Ebert would probably reply that he is centrally a journalist: tied to the moment, paced for deadlines, writing for people who want informed opinion about what's playing this weekend. But he'd have to admit that he has also written extended essays that were more than ephemeral "think pieces." The Great Movies anthologies go further, into the classic realm of the occasional essay, where the man of letters really gets to show his stuff.
The essays in all three volumes are belletristic in the best sense. A particular film is at once an artwork to be interpreted and an experience to be evoked on the page. Historical and personal background is smoothly integrated into a survey of key instants onscreen, and these are delineated with a crispness that can make your scalp prickle. This is appreciative, celebratory criticism at its best. Read one of these essays, and you want to see the film immediately, even if you've seen it many times before.
At the level of analytical commentary, Ebert can summon up a scene in a sentence. He has sharp eyes and ears. He notices details in the background of shots; he can specify a director's compositional strategies. (The rest of us have to use frame stills.) He cuts to the heart of a movie by quoting a line. In Rebel Without a Cause, everybody remembers the moment when James Dean cries out to his bickering parents: "You're tearing me apart!" But we remember it because it's a cliche. Ebert reminds us of what follows, a more eccentric line that mirrors Jim's adolescent confusion: "You say one thing, he says another, and everybody changes back again." And this detail moves Ebert into considered reflection on how this scene and others like it open onto a malaise that goes deeper than i95os suburban discontent, a glimpse of an existential doubt that life itself means anything.

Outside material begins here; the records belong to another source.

//! Bloomberg Markets headline scraper.
//!
//! Bloomberg has no public feed, so headlines are scraped from the markets
//! landing page. The page is often served empty, or refused with an HTTP error
//! status, to automated clients. Both count as an empty attempt, which is
//! retried after a fixed delay up to a hard attempt ceiling. Transport
//! failures are not retried.
//!
//! # URL Pattern
//!
//! Story links are relative (`/news/articles/...`) and are resolved against
//! `https://www.bloomberg.com`.

use crate::engagement::EngagementModel;
use crate::error::FetchError;
use crate::models::{Source, Story};
use crate::scrapers::{NewsFetcher, PageLoader};
use async_trait::async_trait;
use itertools::Itertools;
use once_cell::sync::Lazy;
use rand::rng;
use rand::seq::IndexedRandom;
use scraper::{Html, Selector};
use std::collections::HashSet;
use std::sync::Arc;
use std::time::Duration;
use tokio::time::sleep;
use tracing::{debug, info, instrument, warn};
use url::Url;

pub const MARKETS_URL: &str = "https://www.bloomberg.com/markets";
const BASE_URL: &str = "https://www.bloomberg.com";
const STORY_LINKS: &str = r#"a[href^="/news/articles/"], a[data-tracking-name="Story Link"]"#;

static STORY_SELECTOR: Lazy<Result<Selector, String>> =
    Lazy::new(|| Selector::parse(STORY_LINKS).map_err(|e| e.to_string()));
static BASE: Lazy<Result<Url, url::ParseError>> = Lazy::new(|| Url::parse(BASE_URL));

const USER_AGENTS: [&str; 3] = [
    "Mozilla/5.0 (Windows NT 10.0; Win64; x64)",
    "Mozilla/5.0 (Macintosh; Intel Mac OS X 10_15_7)",
    "Mozilla/5.0 (X11; Linux x86_64)",
];

/// Scrapes the Bloomberg markets page with a fixed-delay retry on empty results.
pub struct BloombergFetcher {
    loader: Arc<dyn PageLoader>,
    engagement: Arc<dyn EngagementModel>,
    max_retries: usize,
    retry_delay: Duration,
}

impl BloombergFetcher {
    /// Create a fetcher making at most `max_retries` attempts, `retry_delay` apart.
    pub fn new(
        loader: Arc<dyn PageLoader>,
        engagement: Arc<dyn EngagementModel>,
        max_retries: usize,
        retry_delay: Duration,
    ) -> Self {
        Self {
            loader,
            engagement,
            max_retries: max_retries.max(1),
            retry_delay,
        }
    }

    /// Extract up to `limit` stories with distinct titles from a markets page.
    fn extract(&self, html: &str, limit: usize) -> Result<Vec<Story>, FetchError> {
        let selector = STORY_SELECTOR
            .as_ref()
            .map_err(|message| FetchError::Selector {
                selector: STORY_LINKS.to_string(),
                message: message.clone(),
            })?;
        let base = BASE
            .as_ref()
            .map_err(|e| FetchError::Other(e.to_string()))?;
        let document = Html::parse_document(html);

        let mut stories = Vec::new();
        let mut seen_titles = HashSet::new();
        for link in document.select(selector) {
            if stories.len() >= limit {
                break;
            }
            let title = link.text().flat_map(str::split_whitespace).join(" ");
            let Some(href) = link.value().attr("href") else {
                continue;
            };
            if title.is_empty() || href.is_empty() || seen_titles.contains(&title) {
                continue;
            }
            let url = match base.join(href) {
                Ok(resolved) => resolved.to_string(),
                Err(e) => {
                    debug!(%href, error = %e, "Skipping unresolvable link");
                    continue;
                }
            };

            seen_titles.insert(title.clone());
            stories.push(Story {
                source: Source::Bloomberg,
                title,
                subhead: None,
                url,
                engagement: self.engagement.sample(),
            });
        }
        Ok(stories)
    }
}

#[async_trait]
impl NewsFetcher for BloombergFetcher {
    fn source(&self) -> Source {
        Source::Bloomberg
    }

    #[instrument(level = "info", skip(self), fields(max_retries = self.max_retries))]
    async fn fetch(&self, limit: usize) -> Result<Vec<Story>, FetchError> {
        let mut attempt = 1;
        loop {
            let user_agent = USER_AGENTS.choose(&mut rng()).copied();
            let stories = match self.loader.load(MARKETS_URL, user_agent).await {
                Ok(html) => self.extract(&html, limit)?,
                Err(FetchError::Status { status, .. }) => {
                    warn!(attempt, status, "Bloomberg refused the request");
                    Vec::new()
                }
                Err(e) => return Err(e),
            };

            if !stories.is_empty() || attempt >= self.max_retries {
                info!(attempt, count = stories.len(), "Scraped Bloomberg headlines");
                return Ok(stories);
            }

            warn!(attempt, delay = ?self.retry_delay, "Bloomberg returned no stories; retrying");
            sleep(self.retry_delay).await;
            attempt += 1;
        }
    }
}
//! Data models for harvested stories and the records derived from them.
//!
//! This module defines the records that flow through the pipeline:
//! - [`Story`]: a headline as produced by a source fetcher
//! - [`TopStory`]: the best story of a source, with its publication slot
//! - [`FinalPost`]: a top story with generated copy and an image card
//! - [`DashboardRow`]: a flattened reporting view of a final post
//!
//! Field names match the JSON snapshots written to disk.

use serde::{Deserialize, Serialize};
use std::fmt;

/// The news sources the pipeline harvests, in fetch order.
#[derive(Debug, Clone, Copy, PartialEq, Eq, Hash, Deserialize, Serialize)]
pub enum Source {
    #[serde(rename = "CNBC")]
    Cnbc,
    #[serde(rename = "Yahoo News")]
    YahooNews,
    #[serde(rename = "Financial Times")]
    FinancialTimes,
    #[serde(rename = "Bloomberg")]
    Bloomberg,
}

impl Source {
    /// Human-readable label, identical to the serialized form.
    pub fn label(self) -> &'static str {
        match self {
            Source::Cnbc => "CNBC",
            Source::YahooNews => "Yahoo News",
            Source::FinancialTimes => "Financial Times",
            Source::Bloomberg => "Bloomberg",
        }
    }
}

impl fmt::Display for Source {
    fn fmt(&self, f: &mut fmt::Formatter<'_>) -> fmt::Result {
        f.write_str(self.label())
    }
}

/// Engagement counters attached to a story.
#[derive(Debug, Clone, Copy, Default, PartialEq, Eq, Deserialize, Serialize)]
pub struct Engagement {
    pub likes: u32,
    pub shares: u32,
    pub comments: u32,
}

impl Engagement {
    pub fn new(likes: u32, shares: u32, comments: u32) -> Self {
        Self {
            likes,
            shares,
            comments,
        }
    }
}

/// A single headline as harvested from a source.
///
/// `source`, `title` and `url` are always present. `engagement` is assigned
/// once at fetch time; readers of older snapshots get zeros when it is missing.
#[derive(Debug, Clone, PartialEq, Deserialize, Serialize)]
pub struct Story {
    pub source: Source,
    pub title: String,
    pub subhead: Option<String>,
    pub url: String,
    #[serde(default)]
    pub engagement: Engagement,
}

/// The highest-scoring story of a source, enriched with its publication slot.
///
/// Serialized flat: the story fields and `scheduled_time` share one object.
#[derive(Debug, Clone, PartialEq, Deserialize, Serialize)]
pub struct TopStory {
    #[serde(flatten)]
    pub story: Story,
    #[serde(default)]
    pub scheduled_time: Option<String>,
}

impl TopStory {
    pub fn new(story: Story, scheduled_time: impl Into<String>) -> Self {
        Self {
            story,
            scheduled_time: Some(scheduled_time.into()),
        }
    }
}

/// A top story rewritten into a social post with its image card.
#[derive(Debug, Clone, PartialEq, Deserialize, Serialize)]
pub struct FinalPost {
    pub source: Source,
    pub title: String,
    pub subhead: String,
    pub url: String,
    pub social_post: String,
    pub image_asset: String,
    pub scheduled_time: String,
    pub engagement: Engagement,
}

/// Flattened reporting view of a [`FinalPost`].
#[derive(Debug, Clone, PartialEq, Deserialize, Serialize)]
pub struct DashboardRow {
    pub source: String,
    pub title: String,
    pub likes: u64,
    pub shares: u64,
    pub comments: u64,
    pub scheduled_time: Option<String>,
    pub image: String,
    pub post: String,
}
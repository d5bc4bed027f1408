//! Command-line interface definitions.
//!
//! All options can be provided via command-line flags or environment
//! variables; a `.env` file in the working directory is loaded first.

use crate::models::Engagement;
use clap::{Parser, ValueEnum};
use std::path::PathBuf;

/// Which part of the pipeline to run.
#[derive(Debug, Clone, Copy, PartialEq, Eq, ValueEnum)]
pub enum Stage {
    /// Fetch stage, then rewrite stage and dashboard once top stories are committed
    All,
    /// Fetch, select and commit `top_stories.json` only
    Fetch,
    /// Rewrite the committed top stories and build the dashboard
    Rewrite,
    /// Rebuild `dashboard.json` from `final_posts.json`
    Dashboard,
}

/// Command-line arguments for the financial news post generator.
///
/// # Examples
///
/// ```sh
/// # Full run into ./out
/// fin_news_posts -o ./out
///
/// # Only refresh the top stories, deterministic engagement
/// fin_news_posts --stage fetch --fixed-engagement 100,20,10
/// ```
#[derive(Parser, Debug)]
#[command(author, version, about)]
pub struct Cli {
    /// Directory for the JSON snapshots and the images folder
    #[arg(short, long, env = "FIN_NEWS_OUTPUT_DIR", default_value = ".")]
    pub output_dir: PathBuf,

    /// Pipeline stage to run
    #[arg(short, long, value_enum, default_value_t = Stage::All)]
    pub stage: Stage,

    /// Maximum stories fetched per source
    #[arg(short, long, default_value_t = 5)]
    pub limit: usize,

    /// Attempts made against Bloomberg before giving up on an empty page
    #[arg(long, default_value_t = 3)]
    pub max_retries: usize,

    /// Seconds to wait between Bloomberg attempts
    #[arg(long, default_value_t = 5)]
    pub retry_delay_secs: u64,

    /// HTTP timeout in seconds for source and model requests
    #[arg(long, default_value_t = 10)]
    pub timeout_secs: u64,

    /// API key for the text model
    #[arg(long, env = "OPENAI_API_KEY", hide_env_values = true)]
    pub openai_api_key: Option<String>,

    /// Base URL of the OpenAI-compatible API
    #[arg(long, env = "OPENAI_BASE_URL", default_value = "https://api.openai.com/v1")]
    pub openai_base_url: String,

    /// Model used to write the social posts
    #[arg(long, env = "OPENAI_MODEL", default_value = "gpt-4o")]
    pub model: String,

    /// TrueType font for the image cards (falls back to a built-in bitmap font)
    #[arg(long, env = "FIN_NEWS_FONT", default_value = "arial.ttf")]
    pub font: PathBuf,

    /// Use fixed engagement counters `LIKES,SHARES,COMMENTS` instead of random ones
    #[arg(long, value_parser = parse_engagement)]
    pub fixed_engagement: Option<Engagement>,
}

fn parse_engagement(raw: &str) -> Result<Engagement, String> {
    let counts = raw
        .split(',')
        .map(|part| part.trim().parse::<u32>().map_err(|e| format!("`{}`: {}", part, e)))
        .collect::<Result<Vec<_>, _>>()?;
    match counts.as_slice() {
        [likes, shares, comments] => Ok(Engagement::new(*likes, *shares, *comments)),
        _ => Err("expected LIKES,SHARES,COMMENTS".to_string()),
    }
}

#[cfg(test)]
mod tests {
    use super::*;

    #[test]
    fn test_cli_defaults() {
        let cli = Cli::parse_from(["fin_news_posts"]);

        assert_eq!(cli.stage, Stage::All);
        assert_eq!(cli.limit, 5);
        assert_eq!(cli.max_retries, 3);
        assert_eq!(cli.retry_delay_secs, 5);
        assert_eq!(cli.timeout_secs, 10);
        assert!(cli.fixed_engagement.is_none());
    }

    #[test]
    fn test_cli_short_flags() {
        let cli = Cli::parse_from(["fin_news_posts", "-o", "/tmp/out", "-s", "rewrite", "-l", "2"]);

        assert_eq!(cli.output_dir, PathBuf::from("/tmp/out"));
        assert_eq!(cli.stage, Stage::Rewrite);
        assert_eq!(cli.limit, 2);
    }

    #[test]
    fn test_cli_fixed_engagement() {
        let cli = Cli::parse_from(["fin_news_posts", "--fixed-engagement", "100, 20,10"]);
        assert_eq!(cli.fixed_engagement, Some(Engagement::new(100, 20, 10)));
    }

    #[test]
    fn test_cli_rejects_bad_engagement() {
        assert!(Cli::try_parse_from(["fin_news_posts", "--fixed-engagement", "1,2"]).is_err());
        assert!(Cli::try_parse_from(["fin_news_posts", "--fixed-engagement", "a,b,c"]).is_err());
    }
}
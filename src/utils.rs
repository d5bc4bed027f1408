//! Utility functions for publication slots, string handling, and file system checks.
//!
//! This module provides helper functions used throughout the application:
//! - Publication slot resolution for scheduling posts
//! - String truncation for logging and file name sanitization for image cards
//! - File system validation for the output directory

use chrono::{DateTime, Local, NaiveDateTime, Timelike};
use once_cell::sync::Lazy;
use regex::Regex;
use std::error::Error;
use std::fs as stdfs;
use std::path::Path;
use tokio::fs;
use tracing::{info, instrument};

/// Format used for `scheduled_time` values.
pub const SLOT_FORMAT: &str = "%Y-%m-%d %H:%M";

/// Map a wall-clock instant to one of the three daily publication slots.
///
/// The slot boundaries are:
/// - before 10:00 → **08:30**
/// - 10:00 to 13:59 → **12:30**
/// - from 14:00 → **17:30**
///
/// # Returns
///
/// A string formatted as `"YYYY-MM-DD HH:MM"` on the same date as `now`.
pub fn schedule_slot(now: NaiveDateTime) -> String {
    let slot = match now.hour() {
        0..=9 => "08:30",
        10..=13 => "12:30",
        _ => "17:30",
    };
    format!("{} {}", now.format("%Y-%m-%d"), slot)
}

/// The publication slot for the current local time.
#[instrument]
pub fn current_schedule_slot() -> String {
    let now = Local::now();
    let slot = schedule_slot(now.naive_local());
    tracing::debug!(now = %now, %slot, "Computed schedule slot");
    slot
}

/// Current local time formatted like a `scheduled_time`.
pub fn now_stamp() -> String {
    stamp(Local::now())
}

fn stamp(at: DateTime<Local>) -> String {
    at.format(SLOT_FORMAT).to_string()
}

/// Truncate a string for logging purposes.
///
/// Long strings are truncated to `max` characters with an ellipsis and
/// byte count indicator appended.
///
/// # Examples
///
/// ```ignore
/// assert_eq!(truncate_for_log("short", 100), "short");
/// ```
pub fn truncate_for_log(s: &str, max: usize) -> String {
    match s.char_indices().nth(max) {
        None => s.to_string(),
        Some((cut, _)) => format!("{}…(+{} bytes)", &s[..cut], s.len() - cut),
    }
}

static FORBIDDEN_FILENAME_CHARS: Lazy<Regex> =
    Lazy::new(|| Regex::new(r#"[\\/:*?"<>|]"#).expect("static regex"));

/// Turn a headline into an image file name.
///
/// Keeps the first 50 characters, drops characters that are not allowed in
/// file names on common platforms, and replaces spaces with underscores.
///
/// # Examples
///
/// ```ignore
/// assert_eq!(headline_file_name("Fed: rates on hold?"), "Fed_rates_on_hold.png");
/// ```
pub fn headline_file_name(headline: &str) -> String {
    let head: String = headline.chars().take(50).collect();
    let safe = FORBIDDEN_FILENAME_CHARS.replace_all(&head, "");
    format!("{}.png", safe.replace(' ', "_"))
}

/// Ensure a directory exists and is writable.
///
/// This function creates the directory if it doesn't exist, then performs
/// a write test by creating and immediately deleting a probe file.
///
/// # Errors
///
/// Returns an error if:
/// - The directory cannot be created
/// - The directory is not writable (permission denied, read-only filesystem, etc.)
#[instrument(level = "info", skip_all, fields(path = %path.display()))]
pub async fn ensure_writable_dir(path: &Path) -> Result<(), Box<dyn Error>> {
    fs::create_dir_all(path).await?;
    // Try a small sync write using std fs (simpler error surface)
    let probe_path = path.join("..__probe_write__");
    match stdfs::File::create(&probe_path) {
        Ok(_) => {
            let _ = stdfs::remove_file(&probe_path);
            info!("Output directory is writable");
            Ok(())
        }
        Err(e) => Err(Box::new(e)),
    }
}
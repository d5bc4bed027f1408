//! # Financial News Posts
//!
//! A batch pipeline that harvests financial headlines, keeps the most
//! engaging story of each source, and turns it into a scheduled social post
//! with an image card.
//!
//! ## Features
//!
//! - Fetches headlines from CNBC, Yahoo News and the Financial Times (RSS)
//!   and Bloomberg (HTML scraping with a fixed-delay retry)
//! - Scores stories by engagement and keeps the best story per source
//! - Assigns the next of three daily publication slots
//! - Writes each post through an OpenAI-compatible LLM API and renders a
//!   headline card
//! - Outputs JSON snapshots and a dashboard summary
//!
//! ## Usage
//!
//! ```sh
//! fin_news_posts -o ./out
//! ```
//!
//! ## Architecture
//!
//! The application runs two stages:
//! 1. **Fetch**: Fetch every source, select the top stories and commit `top_stories.json`
//! 2. **Rewrite**: Generate posts and image cards, write `final_posts.json` and `dashboard.json`
//!
//! The rewrite stage starts only after the fetch stage has committed.

use clap::Parser;
use std::error::Error;
use std::process::ExitCode;
use std::sync::Arc;
use std::time::Duration;
use tracing::{debug, error, info, warn};
use tracing_subscriber::{EnvFilter, fmt as tfmt};

mod api;
mod cli;
mod engagement;
mod error;
mod models;
mod outputs;
mod pipeline;
mod render;
mod scrapers;
mod selector;
mod utils;

use api::OpenAiCopyWriter;
use cli::{Cli, Stage};
use engagement::{EngagementModel, FixedEngagement, RandomEngagement};
use pipeline::{OutputPaths, default_fetchers, run_dashboard_stage, run_fetch_stage, run_rewrite_stage};
use render::{CardFont, HeadlineCard};
use scrapers::HttpLoader;
use utils::{current_schedule_slot, ensure_writable_dir};

#[tokio::main]
async fn main() -> Result<ExitCode, Box<dyn Error>> {
    // Credentials may live in .env; a missing file is fine.
    let dotenv = dotenvy::dotenv();

    // --- Tracing init ---
    let filter = EnvFilter::try_from_default_env().unwrap_or_else(|_| EnvFilter::new("info"));
    tfmt()
        .with_env_filter(filter)
        .with_target(true)
        .with_file(false)
        .with_line_number(false)
        .with_timer(tracing_subscriber::fmt::time::UtcTime::rfc_3339())
        .init();

    let start_time = std::time::Instant::now();
    info!(
        started_at = %chrono::Local::now().format("%Y-%m-%d %H:%M"),
        "fin_news_posts starting up"
    );
    match dotenv {
        Ok(path) => debug!(path = %path.display(), "Loaded .env"),
        Err(e) if e.not_found() => debug!("No .env file"),
        Err(e) => warn!(error = %e, "Ignoring unreadable .env"),
    }

    let args = Cli::parse();
    debug!(?args.output_dir, ?args.stage, limit = args.limit, "Parsed CLI arguments");

    if let Err(e) = ensure_writable_dir(&args.output_dir).await {
        error!(
            path = %args.output_dir.display(),
            error = %e,
            "Output directory is not writable (fix perms or choose a different path)"
        );
        return Err(e);
    }
    let paths = OutputPaths::in_dir(&args.output_dir);
    let timeout = Duration::from_secs(args.timeout_secs);

    let mut ok = true;

    // ---- Fetch stage ----
    if matches!(args.stage, Stage::All | Stage::Fetch) {
        let engagement: Arc<dyn EngagementModel> = match args.fixed_engagement {
            Some(counts) => Arc::new(FixedEngagement(counts)),
            None => Arc::new(RandomEngagement),
        };
        let loader = Arc::new(HttpLoader::new(timeout)?);
        let fetchers = default_fetchers(
            loader,
            engagement,
            args.max_retries,
            Duration::from_secs(args.retry_delay_secs),
        );
        let slot = current_schedule_slot();

        match run_fetch_stage(&fetchers, args.limit, &slot, &paths).await {
            Ok(outcome) => info!(
                stories = outcome.report.stories.len(),
                failed_sources = outcome.report.failures.len(),
                top_stories = outcome.top_stories.len(),
                slot = %outcome.slot,
                "Fetch stage committed"
            ),
            Err(e) => {
                error!(error = %e, "Fetch stage failed; skipping rewrite");
                ok = false;
            }
        }
    }

    // ---- Rewrite stage ----
    if ok && matches!(args.stage, Stage::All | Stage::Rewrite) {
        let writer = OpenAiCopyWriter::new(
            args.openai_base_url.clone(),
            args.openai_api_key.clone(),
            args.model.clone(),
            timeout,
        )?;
        if args.openai_api_key.is_none() {
            warn!("OPENAI_API_KEY is not set; posts will carry the failure text");
        }
        let card = HeadlineCard::new(CardFont::load(&args.font), &paths.images);

        match run_rewrite_stage(&writer, &card, &paths).await {
            Ok(posts) => info!(count = posts.len(), "Rewrite stage complete"),
            Err(e) => {
                error!(error = %e, "Rewrite stage failed");
                ok = false;
            }
        }
    }

    // ---- Dashboard ----
    if ok && matches!(args.stage, Stage::All | Stage::Rewrite | Stage::Dashboard) {
        if let Err(e) = run_dashboard_stage(&paths).await {
            error!(error = %e, "Dashboard generation failed");
            if args.stage == Stage::Dashboard {
                ok = false;
            }
        }
    }

    let elapsed = start_time.elapsed();
    info!(
        ?elapsed,
        secs = elapsed.as_secs(),
        millis = elapsed.subsec_millis(),
        success = ok,
        "Execution complete"
    );

    Ok(if ok { ExitCode::SUCCESS } else { ExitCode::FAILURE })
}
//! Output generation: JSON snapshots and the dashboard.
//!
//! # Submodules
//!
//! - [`json`]: Reads and writes the JSON snapshots that chain the stages together
//! - [`dashboard`]: Projects final posts into the flat `dashboard.json` view
//!
//! # Output Structure
//!
//! ```text
//! output_dir/
//! ├── recent_stories.json   # every fetched story
//! ├── top_stories.json      # best story per source, hand-off to the rewrite stage
//! ├── final_posts.json      # generated posts
//! ├── dashboard.json        # reporting view
//! └── images/
//!     └── <Headline>.png
//! ```

pub mod dashboard;
pub mod json;
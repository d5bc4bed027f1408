//! JSON snapshot persistence.
//!
//! Every stage writes its output as a pretty-printed JSON array so the next
//! stage (or a human) can pick it up:
//! ```text
//! output_dir/
//! ├── recent_stories.json
//! ├── top_stories.json
//! ├── final_posts.json
//! └── dashboard.json
//! ```

use crate::error::PersistError;
use serde::Serialize;
use serde::de::DeserializeOwned;
use std::path::Path;
use tokio::fs;
use tracing::{error, info, instrument};

pub const RECENT_STORIES: &str = "recent_stories.json";
pub const TOP_STORIES: &str = "top_stories.json";
pub const FINAL_POSTS: &str = "final_posts.json";
pub const DASHBOARD: &str = "dashboard.json";

/// Serialize `records` as a pretty-printed JSON array and write it to `path`.
///
/// The parent directory is created when missing.
#[instrument(level = "info", skip_all, fields(path = %path.display(), count = records.len()))]
pub async fn write_snapshot<T: Serialize>(path: &Path, records: &[T]) -> Result<(), PersistError> {
    let json = serde_json::to_string_pretty(records).map_err(|source| PersistError::Json {
        path: path.to_path_buf(),
        source,
    })?;

    if let Some(parent) = path.parent().filter(|p| !p.as_os_str().is_empty()) {
        if let Err(e) = fs::create_dir_all(parent).await {
            error!(dir = %parent.display(), error = %e, "Failed to create snapshot dir");
            return Err(PersistError::Io {
                path: parent.to_path_buf(),
                source: e,
            });
        }
    }

    fs::write(path, json)
        .await
        .map_err(|source| PersistError::Io {
            path: path.to_path_buf(),
            source,
        })?;
    info!("Wrote snapshot");
    Ok(())
}

/// Read a JSON array snapshot from `path`.
#[instrument(level = "info", skip_all, fields(path = %path.display()))]
pub async fn read_snapshot<T: DeserializeOwned>(path: &Path) -> Result<Vec<T>, PersistError> {
    let bytes = fs::read(path).await.map_err(|source| PersistError::Io {
        path: path.to_path_buf(),
        source,
    })?;
    let records: Vec<T> = serde_json::from_slice(&bytes).map_err(|source| PersistError::Json {
        path: path.to_path_buf(),
        source,
    })?;
    info!(count = records.len(), "Read snapshot");
    Ok(records)
}

#[cfg(test)]
mod tests {
    use super::*;
    use crate::models::{Engagement, Source, Story, TopStory};

    fn top_stories() -> Vec<TopStory> {
        vec![
            TopStory::new(
                Story {
                    source: Source::Cnbc,
                    title: "Dow jumps 300 points".to_string(),
                    subhead: Some("Tech leads the way".to_string()),
                    url: "https://www.cnbc.com/dow".to_string(),
                    engagement: Engagement::new(300, 40, 12),
                },
                "2025-05-06 12:30",
            ),
            TopStory::new(
                Story {
                    source: Source::FinancialTimes,
                    title: "Société Générale beats forecasts".to_string(),
                    subhead: None,
                    url: "https://www.ft.com/content/sg".to_string(),
                    engagement: Engagement::new(60, 11, 6),
                },
                "2025-05-06 12:30",
            ),
        ]
    }

    #[tokio::test]
    async fn test_top_stories_round_trip() {
        let tmp = tempfile::tempdir().unwrap();
        let path = tmp.path().join(TOP_STORIES);
        let stories = top_stories();

        write_snapshot(&path, &stories).await.unwrap();
        let back: Vec<TopStory> = read_snapshot(&path).await.unwrap();

        assert_eq!(back, stories);
    }

    #[tokio::test]
    async fn test_snapshot_is_pretty_utf8_array() {
        let tmp = tempfile::tempdir().unwrap();
        let path = tmp.path().join("nested").join(TOP_STORIES);

        write_snapshot(&path, &top_stories()).await.unwrap();
        let text = std::fs::read_to_string(&path).unwrap();

        assert!(text.starts_with("[\n  {"));
        assert!(text.contains("Société Générale"));
        assert!(text.contains("\"scheduled_time\": \"2025-05-06 12:30\""));
    }

    #[tokio::test]
    async fn test_read_missing_snapshot_is_io_error() {
        let tmp = tempfile::tempdir().unwrap();
        let err = read_snapshot::<TopStory>(&tmp.path().join(TOP_STORIES))
            .await
            .unwrap_err();
        assert!(matches!(err, PersistError::Io { .. }));
    }

    #[tokio::test]
    async fn test_read_corrupt_snapshot_is_json_error() {
        let tmp = tempfile::tempdir().unwrap();
        let path = tmp.path().join(TOP_STORIES);
        std::fs::write(&path, "[{\"source\": ").unwrap();
        let err = read_snapshot::<TopStory>(&path).await.unwrap_err();
        assert!(matches!(err, PersistError::Json { .. }));
    }
}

This yawning uncertainty yields a movie that is compelling in its (probably unintentional) disjunctions. "Like its hero, Rebel Without a Cause desperately wants to say something and doesn't know what it is. If it did, it would lose its fascination." Ebert is alert to such tensions, finding them in The Big Red One, The Red Shoes, The Scarlet Empress, and other classics. Along with celebrating formal perfection, Ebert acknowledges that ambitious films often unleash impulses that they can't contain. The discordances demand that we think through the implications of what we're seeing.
Again and again, then, powerful ideas arise from Ebert's exploration of the world offered onscreen. He assumes that a great film will, directly or tacitly, raise permanent concerns about love, trust, moral commitment, and death. Most obviously, there are the Bergman films, which always put ultimate issues at their center. These tease Ebert into some of his most eloquent writing. "The events in Fanny andAlexander may be seen through the prism of the children's memories, so that halfunderstood and halfforgotten events have been reconstructed into a new fable that explains their lives."
Likewise, Welles has never shirked a chance to explore issues of deep concern to human life. For Ebert, Chimes at Midnight is not only a supreme work of Welles's late years; it's also an autobiographical testament and a meditation on power and loyalty. For Ebert, Welles treats Shakespeare's play as setting Falstaff's unsparing vitality against the compromises of political responsibility.
But less solemn work stirs Ebert to thought as well. Groundhog Day, which seems to be admired by every person I sit beside on a plane, provokes Ebert to some unique observations. Bill Murray, he points out, not only makes the film wonderful: "He does a more difficult thing, which is to make it bearable." Ebert goes on to describe the actor's "detached melancholy": "He is deeply suspicious of joy, he sees sincerity as a weapon that can be used against him ... Hamlet in a sitcom world." From this Ebert moves smoothly to contemplate the film as "a parable for our materialistic age," an anti-New Age vision of a spirituality that doesn't come easily. Instead of a happy ending, the film offers a hero who remains flawed: "He becomes a better Phil, not a different Phil."